The listing below holds a line with "list_owned(&state, &alice, page(3, 10)).await.unwrap();" and a line with "a.owner_id == alice.account_id));". Reproduce those two lines exactly, plus everything between them.

• [AVAILABLE DATA]
>>>>>

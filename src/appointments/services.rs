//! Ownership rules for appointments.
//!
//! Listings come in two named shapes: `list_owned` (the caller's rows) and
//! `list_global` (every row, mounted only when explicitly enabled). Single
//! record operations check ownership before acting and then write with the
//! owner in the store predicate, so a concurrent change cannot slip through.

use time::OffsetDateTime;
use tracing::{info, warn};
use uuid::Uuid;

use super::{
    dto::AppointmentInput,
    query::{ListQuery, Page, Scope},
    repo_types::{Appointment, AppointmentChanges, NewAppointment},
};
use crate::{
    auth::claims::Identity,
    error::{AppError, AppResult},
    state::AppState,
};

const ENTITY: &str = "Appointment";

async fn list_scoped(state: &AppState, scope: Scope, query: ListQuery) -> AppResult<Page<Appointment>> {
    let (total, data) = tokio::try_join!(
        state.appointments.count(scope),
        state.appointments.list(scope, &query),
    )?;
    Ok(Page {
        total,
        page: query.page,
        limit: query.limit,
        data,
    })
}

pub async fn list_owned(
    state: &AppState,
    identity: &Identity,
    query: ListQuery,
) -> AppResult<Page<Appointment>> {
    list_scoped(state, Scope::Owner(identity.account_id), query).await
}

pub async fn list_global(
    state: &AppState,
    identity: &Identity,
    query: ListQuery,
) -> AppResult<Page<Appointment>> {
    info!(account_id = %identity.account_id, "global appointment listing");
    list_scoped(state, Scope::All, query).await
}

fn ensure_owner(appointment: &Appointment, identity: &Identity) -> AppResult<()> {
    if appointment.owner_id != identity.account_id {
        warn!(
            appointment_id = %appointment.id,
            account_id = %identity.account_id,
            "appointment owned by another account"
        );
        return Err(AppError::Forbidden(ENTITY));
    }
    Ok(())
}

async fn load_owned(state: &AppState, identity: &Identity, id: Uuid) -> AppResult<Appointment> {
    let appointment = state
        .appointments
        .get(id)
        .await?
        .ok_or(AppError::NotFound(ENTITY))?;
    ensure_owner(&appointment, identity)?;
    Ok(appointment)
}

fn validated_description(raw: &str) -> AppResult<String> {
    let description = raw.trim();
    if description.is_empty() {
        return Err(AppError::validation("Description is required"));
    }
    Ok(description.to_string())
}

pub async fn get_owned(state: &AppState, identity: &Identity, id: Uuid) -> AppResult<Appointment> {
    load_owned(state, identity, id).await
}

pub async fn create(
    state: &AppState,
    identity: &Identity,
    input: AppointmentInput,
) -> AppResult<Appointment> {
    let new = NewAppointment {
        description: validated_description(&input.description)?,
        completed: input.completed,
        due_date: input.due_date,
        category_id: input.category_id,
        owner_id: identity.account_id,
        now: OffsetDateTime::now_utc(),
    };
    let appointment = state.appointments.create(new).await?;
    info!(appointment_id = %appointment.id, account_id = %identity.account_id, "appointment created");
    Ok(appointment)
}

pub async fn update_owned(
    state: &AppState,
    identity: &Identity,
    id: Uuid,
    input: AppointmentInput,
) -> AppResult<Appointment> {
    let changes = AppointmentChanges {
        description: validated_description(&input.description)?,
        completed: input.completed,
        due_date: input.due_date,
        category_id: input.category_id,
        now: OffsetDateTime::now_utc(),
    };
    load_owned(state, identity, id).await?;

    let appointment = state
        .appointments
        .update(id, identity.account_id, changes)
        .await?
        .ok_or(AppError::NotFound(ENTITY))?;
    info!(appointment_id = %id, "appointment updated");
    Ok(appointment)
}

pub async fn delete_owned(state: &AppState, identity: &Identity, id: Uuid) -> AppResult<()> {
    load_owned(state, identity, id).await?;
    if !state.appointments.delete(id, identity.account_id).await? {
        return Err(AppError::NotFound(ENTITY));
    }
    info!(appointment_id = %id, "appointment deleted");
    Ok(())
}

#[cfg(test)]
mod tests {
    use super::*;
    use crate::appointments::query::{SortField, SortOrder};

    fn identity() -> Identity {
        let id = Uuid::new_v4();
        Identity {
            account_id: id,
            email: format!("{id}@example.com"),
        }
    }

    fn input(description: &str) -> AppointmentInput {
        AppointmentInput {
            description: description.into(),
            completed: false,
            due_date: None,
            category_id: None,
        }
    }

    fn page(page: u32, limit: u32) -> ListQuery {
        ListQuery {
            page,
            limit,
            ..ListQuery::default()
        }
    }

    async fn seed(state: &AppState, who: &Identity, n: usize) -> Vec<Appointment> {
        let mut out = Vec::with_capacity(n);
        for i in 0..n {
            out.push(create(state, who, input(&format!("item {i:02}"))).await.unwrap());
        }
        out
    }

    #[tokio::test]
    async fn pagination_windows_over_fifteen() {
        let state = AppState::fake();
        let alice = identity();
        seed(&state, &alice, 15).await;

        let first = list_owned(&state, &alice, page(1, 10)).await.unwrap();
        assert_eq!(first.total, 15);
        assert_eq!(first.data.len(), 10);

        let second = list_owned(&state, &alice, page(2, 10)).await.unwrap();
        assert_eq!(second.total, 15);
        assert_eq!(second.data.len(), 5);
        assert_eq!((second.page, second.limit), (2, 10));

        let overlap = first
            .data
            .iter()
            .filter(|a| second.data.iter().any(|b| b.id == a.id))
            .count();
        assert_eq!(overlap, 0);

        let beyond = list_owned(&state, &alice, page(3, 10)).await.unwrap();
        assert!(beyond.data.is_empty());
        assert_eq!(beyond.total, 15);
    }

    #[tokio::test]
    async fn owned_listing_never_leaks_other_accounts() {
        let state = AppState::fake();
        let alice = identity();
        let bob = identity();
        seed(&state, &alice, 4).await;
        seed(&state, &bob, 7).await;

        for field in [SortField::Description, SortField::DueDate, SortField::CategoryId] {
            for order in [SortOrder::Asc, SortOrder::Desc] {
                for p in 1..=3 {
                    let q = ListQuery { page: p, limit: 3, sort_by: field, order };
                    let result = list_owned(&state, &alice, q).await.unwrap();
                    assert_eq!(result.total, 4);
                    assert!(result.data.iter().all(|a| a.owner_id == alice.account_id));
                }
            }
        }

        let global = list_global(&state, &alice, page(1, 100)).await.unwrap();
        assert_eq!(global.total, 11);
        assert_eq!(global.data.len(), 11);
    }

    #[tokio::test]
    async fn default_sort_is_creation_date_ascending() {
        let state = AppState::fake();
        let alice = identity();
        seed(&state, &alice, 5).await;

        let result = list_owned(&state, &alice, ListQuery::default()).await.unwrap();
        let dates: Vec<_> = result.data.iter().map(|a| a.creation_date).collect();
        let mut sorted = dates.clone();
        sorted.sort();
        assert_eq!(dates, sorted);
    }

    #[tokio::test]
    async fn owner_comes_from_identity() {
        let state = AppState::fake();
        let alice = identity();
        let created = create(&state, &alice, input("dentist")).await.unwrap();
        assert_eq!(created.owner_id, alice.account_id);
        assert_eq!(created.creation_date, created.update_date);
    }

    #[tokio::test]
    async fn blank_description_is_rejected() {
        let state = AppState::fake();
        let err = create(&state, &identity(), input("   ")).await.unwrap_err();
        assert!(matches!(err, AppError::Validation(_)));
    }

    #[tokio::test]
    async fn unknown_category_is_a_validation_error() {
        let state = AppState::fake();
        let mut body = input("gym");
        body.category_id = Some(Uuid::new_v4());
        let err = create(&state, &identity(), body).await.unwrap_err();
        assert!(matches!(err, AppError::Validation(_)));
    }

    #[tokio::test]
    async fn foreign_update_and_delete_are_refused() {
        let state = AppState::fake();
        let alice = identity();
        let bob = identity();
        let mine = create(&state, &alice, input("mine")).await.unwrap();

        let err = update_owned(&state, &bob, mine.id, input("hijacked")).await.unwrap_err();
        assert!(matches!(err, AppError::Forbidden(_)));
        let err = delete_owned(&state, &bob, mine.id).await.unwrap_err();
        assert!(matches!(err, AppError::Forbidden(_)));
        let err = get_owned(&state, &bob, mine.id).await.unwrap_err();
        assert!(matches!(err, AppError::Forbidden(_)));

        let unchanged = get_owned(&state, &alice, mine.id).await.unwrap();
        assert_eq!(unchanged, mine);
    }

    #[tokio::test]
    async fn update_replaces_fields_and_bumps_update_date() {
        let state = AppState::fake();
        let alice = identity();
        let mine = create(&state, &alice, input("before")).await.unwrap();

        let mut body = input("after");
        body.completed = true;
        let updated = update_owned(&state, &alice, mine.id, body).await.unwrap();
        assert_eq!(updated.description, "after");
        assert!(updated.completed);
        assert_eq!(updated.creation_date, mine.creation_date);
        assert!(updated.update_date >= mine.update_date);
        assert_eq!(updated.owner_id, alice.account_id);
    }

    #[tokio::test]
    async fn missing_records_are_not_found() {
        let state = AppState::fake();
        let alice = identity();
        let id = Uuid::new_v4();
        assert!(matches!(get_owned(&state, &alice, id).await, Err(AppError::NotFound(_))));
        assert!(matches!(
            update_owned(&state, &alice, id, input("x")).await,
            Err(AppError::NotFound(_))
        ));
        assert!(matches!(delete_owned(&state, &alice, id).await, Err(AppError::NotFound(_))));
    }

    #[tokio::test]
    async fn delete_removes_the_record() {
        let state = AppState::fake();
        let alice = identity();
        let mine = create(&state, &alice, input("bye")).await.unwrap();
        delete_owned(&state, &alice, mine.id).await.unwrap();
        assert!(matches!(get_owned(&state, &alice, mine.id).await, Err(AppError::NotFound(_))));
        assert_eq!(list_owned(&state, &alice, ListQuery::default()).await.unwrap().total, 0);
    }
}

<<<<<
>>>>>

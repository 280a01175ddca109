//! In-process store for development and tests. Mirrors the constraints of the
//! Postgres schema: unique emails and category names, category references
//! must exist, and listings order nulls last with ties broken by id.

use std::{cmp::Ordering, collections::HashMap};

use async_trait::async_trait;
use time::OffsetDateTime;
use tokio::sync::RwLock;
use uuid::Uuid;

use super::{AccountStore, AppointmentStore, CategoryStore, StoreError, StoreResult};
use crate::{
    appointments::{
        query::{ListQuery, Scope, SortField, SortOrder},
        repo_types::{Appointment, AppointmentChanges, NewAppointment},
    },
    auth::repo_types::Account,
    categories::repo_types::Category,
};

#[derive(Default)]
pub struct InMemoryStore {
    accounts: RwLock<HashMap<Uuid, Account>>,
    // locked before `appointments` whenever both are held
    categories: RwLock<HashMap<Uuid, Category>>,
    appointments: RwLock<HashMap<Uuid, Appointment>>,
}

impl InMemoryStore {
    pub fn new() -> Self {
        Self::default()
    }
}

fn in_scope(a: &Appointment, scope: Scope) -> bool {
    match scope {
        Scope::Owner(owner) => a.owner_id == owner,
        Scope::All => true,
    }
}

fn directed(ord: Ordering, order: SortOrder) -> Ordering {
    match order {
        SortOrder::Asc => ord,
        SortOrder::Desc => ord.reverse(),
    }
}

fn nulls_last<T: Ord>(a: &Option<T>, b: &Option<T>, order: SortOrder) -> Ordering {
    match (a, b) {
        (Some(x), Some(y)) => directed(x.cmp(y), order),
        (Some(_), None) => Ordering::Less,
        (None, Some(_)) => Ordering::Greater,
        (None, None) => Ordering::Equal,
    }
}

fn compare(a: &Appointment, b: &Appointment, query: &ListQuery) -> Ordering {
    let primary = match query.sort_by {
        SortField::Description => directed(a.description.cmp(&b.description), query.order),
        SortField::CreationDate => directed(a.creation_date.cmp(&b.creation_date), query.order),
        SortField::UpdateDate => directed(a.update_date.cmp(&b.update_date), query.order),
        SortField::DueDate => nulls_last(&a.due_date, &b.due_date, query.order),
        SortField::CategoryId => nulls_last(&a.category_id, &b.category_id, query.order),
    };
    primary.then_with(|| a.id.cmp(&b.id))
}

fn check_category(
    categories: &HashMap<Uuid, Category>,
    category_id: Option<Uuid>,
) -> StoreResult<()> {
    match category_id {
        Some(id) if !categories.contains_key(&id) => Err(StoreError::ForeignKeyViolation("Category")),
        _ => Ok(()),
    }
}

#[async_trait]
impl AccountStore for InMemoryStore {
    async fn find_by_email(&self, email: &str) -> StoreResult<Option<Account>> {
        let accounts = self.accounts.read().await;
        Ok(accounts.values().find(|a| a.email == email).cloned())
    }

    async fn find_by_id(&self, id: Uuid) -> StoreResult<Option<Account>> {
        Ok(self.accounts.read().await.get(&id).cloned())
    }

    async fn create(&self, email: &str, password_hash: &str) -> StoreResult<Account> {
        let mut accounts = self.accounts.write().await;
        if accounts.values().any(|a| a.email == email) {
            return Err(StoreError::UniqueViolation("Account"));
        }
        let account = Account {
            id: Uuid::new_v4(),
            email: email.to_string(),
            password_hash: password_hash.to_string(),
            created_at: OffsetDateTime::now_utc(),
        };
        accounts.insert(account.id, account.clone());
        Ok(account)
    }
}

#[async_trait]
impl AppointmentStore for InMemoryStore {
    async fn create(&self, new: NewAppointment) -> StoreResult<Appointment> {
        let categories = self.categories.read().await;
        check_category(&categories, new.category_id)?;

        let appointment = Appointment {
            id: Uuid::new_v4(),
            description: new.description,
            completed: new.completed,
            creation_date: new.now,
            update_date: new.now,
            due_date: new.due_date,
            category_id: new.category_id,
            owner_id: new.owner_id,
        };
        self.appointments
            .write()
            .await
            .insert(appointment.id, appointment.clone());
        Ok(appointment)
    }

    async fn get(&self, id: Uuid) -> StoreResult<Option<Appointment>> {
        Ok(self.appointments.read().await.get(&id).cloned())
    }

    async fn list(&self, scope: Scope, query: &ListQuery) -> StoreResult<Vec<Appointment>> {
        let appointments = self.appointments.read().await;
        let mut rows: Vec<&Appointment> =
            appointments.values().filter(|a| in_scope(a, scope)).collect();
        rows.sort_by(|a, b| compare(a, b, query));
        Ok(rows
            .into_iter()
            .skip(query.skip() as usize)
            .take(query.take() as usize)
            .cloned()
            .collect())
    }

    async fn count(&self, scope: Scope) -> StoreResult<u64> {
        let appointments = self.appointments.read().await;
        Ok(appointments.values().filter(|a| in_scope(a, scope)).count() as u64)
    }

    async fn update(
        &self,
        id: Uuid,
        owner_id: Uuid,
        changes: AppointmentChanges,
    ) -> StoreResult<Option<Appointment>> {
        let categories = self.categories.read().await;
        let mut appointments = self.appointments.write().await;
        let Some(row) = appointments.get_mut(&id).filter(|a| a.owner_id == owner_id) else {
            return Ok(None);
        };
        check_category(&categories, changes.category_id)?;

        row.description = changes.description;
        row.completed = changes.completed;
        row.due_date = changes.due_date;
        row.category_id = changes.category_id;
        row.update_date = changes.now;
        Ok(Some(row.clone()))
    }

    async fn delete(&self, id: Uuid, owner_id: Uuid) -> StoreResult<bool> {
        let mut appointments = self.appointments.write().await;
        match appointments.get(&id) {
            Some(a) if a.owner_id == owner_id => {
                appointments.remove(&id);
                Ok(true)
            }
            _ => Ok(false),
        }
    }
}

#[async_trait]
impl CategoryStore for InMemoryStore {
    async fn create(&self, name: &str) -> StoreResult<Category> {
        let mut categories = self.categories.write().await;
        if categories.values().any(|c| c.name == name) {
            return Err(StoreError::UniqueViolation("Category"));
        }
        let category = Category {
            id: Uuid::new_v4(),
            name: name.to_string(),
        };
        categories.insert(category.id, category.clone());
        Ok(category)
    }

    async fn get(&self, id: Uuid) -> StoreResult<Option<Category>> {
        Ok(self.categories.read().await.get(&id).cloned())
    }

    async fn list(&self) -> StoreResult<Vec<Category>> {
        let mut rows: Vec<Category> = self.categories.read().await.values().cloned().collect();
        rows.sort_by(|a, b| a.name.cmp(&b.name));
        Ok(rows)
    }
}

<<<<<

• [WORKED SOLUTION]
        let beyond = list_owned(&state, &alice, page(3, 10)).await.unwrap();
        assert!(beyond.data.is_empty());
        assert_eq!(beyond.total, 15);
    }

    #[tokio::test]
    async fn owned_listing_never_leaks_other_accounts() {
        let state = AppState::fake();
        let alice = identity();
        let bob = identity();
        seed(&state, &alice, 4).await;
        seed(&state, &bob, 7).await;

        for field in [SortField::Description, SortField::DueDate, SortField::CategoryId] {
            for order in [SortOrder::Asc, SortOrder::Desc] {
                for p in 1..=3 {
                    let q = ListQuery { page: p, limit: 3, sort_by: field, order };
                    let result = list_owned(&state, &alice, q).await.unwrap();
                    assert_eq!(result.total, 4);
                    assert!(result.data.iter().all(|a| a.owner_id == alice.account_id));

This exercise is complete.